AMERICAN LEGAL THOUGHT FROM PREMODERNISM TO POSTMODERNISM: AN INTELLECTUAL VOYAGE by Stephen M. Feldman. New York: Oxford University Press, 2000. 272pp.

Reviewed by Keith J. Bybee, Department of Government, Harvard University.

 

In this relatively short volume, Stephen M. Feldman recounts the history of American jurisprudence from the founding to the present. His basic argument is that the development of American legal thought broadly recapitulates the development of western thought. While philosophers took over millennia to move from "premodernism through modernism and into postmodernism," American legal thinkers made the same trip "in just over two hundred years" (p. 3). Thus, according to Feldman, the history of American jurisprudence should be understood "as a coherent albeit unplanned intellectual voyage over previously charted waters" (p. 3). Feldman's argument is an ambitious one.
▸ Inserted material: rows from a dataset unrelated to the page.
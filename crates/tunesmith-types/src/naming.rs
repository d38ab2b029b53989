//! File-name sanitisation for titles and user-supplied destination names.

/// Longest stem (before the extension) a sanitised name may have.
pub const MAX_FILE_STEM_CHARS: usize = 50;

/// Turn an arbitrary title into a safe file name ending in `.{extension}`.
///
/// Characters outside `[A-Za-z0-9_.-]` become `_`, the stem is capped at
/// [`MAX_FILE_STEM_CHARS`] characters and the extension is forced.  If the
/// input already ends with the extension (any case) it is not doubled.
pub fn sanitize_file_name(name: &str, extension: &str) -> String {
    let extension = extension.trim_start_matches('.');
    let suffix = format!(".{extension}");
    let trimmed = name.trim();
    let stem = if trimmed.len() > suffix.len()
        && trimmed.is_char_boundary(trimmed.len() - suffix.len())
        && trimmed[trimmed.len() - suffix.len()..].eq_ignore_ascii_case(&suffix)
    {
        &trimmed[..trimmed.len() - suffix.len()]
    } else {
        trimmed
    };

    let mut cleaned: String = stem
        .chars()
        .map(|c| {
            if c.is_ascii_alphanumeric() || c == '.' || c == '_' || c == '-' {
                c
            } else {
                '_'
            }
        })
        .take(MAX_FILE_STEM_CHARS)
        .collect();

    if cleaned.is_empty() {
        cleaned.push_str("untitled");
    }
    if extension.is_empty() {
        return cleaned;
    }
    format!("{cleaned}{suffix}")
}

#[cfg(test)]
mod tests {
    use super::*;

    #[test]
    fn replaces_unsafe_characters() {
        assert_eq!(
            sanitize_file_name("Music for lo-fi beats / rain", "wav"),
            "Music_for_lo-fi_beats___rain.wav"
        );
    }

    #[test]
    fn caps_stem_length() {
        let long = "a".repeat(120);
        let name = sanitize_file_name(&long, "mp3");
        assert_eq!(name.len(), MAX_FILE_STEM_CHARS + ".mp3".len());
        assert!(name.ends_with(".mp3"));
    }

    #[test]
    fn does_not_double_the_extension() {
        assert_eq!(sanitize_file_name("take_one.WAV", "wav"), "take_one.wav");
        assert_eq!(sanitize_file_name("take_one.mp3", ".wav"), "take_one.mp3.wav");
    }

    #[test]
    fn empty_and_non_ascii_titles_still_produce_a_name() {
        assert_eq!(sanitize_file_name("   ", "wav"), "untitled.wav");
        assert_eq!(sanitize_file_name("école", "wav"), "_cole.wav");
    }

    #[test]
    fn path_separators_never_survive() {
        let name = sanitize_file_name("../../etc/passwd", "wav");
        assert!(!name.contains('/'));
        assert!(!name.contains('\\'));
    }
}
He covers a great deal of ground, weaving information from a host of primary and secondary sources around a straightforward storyline. The broad sweep of the book makes it a good choice for those seeking an introduction to the general movements in American jurisprudence. For those already familiar with American legal thought, the value of the book will most likely vary along with readers' views of postmodernism.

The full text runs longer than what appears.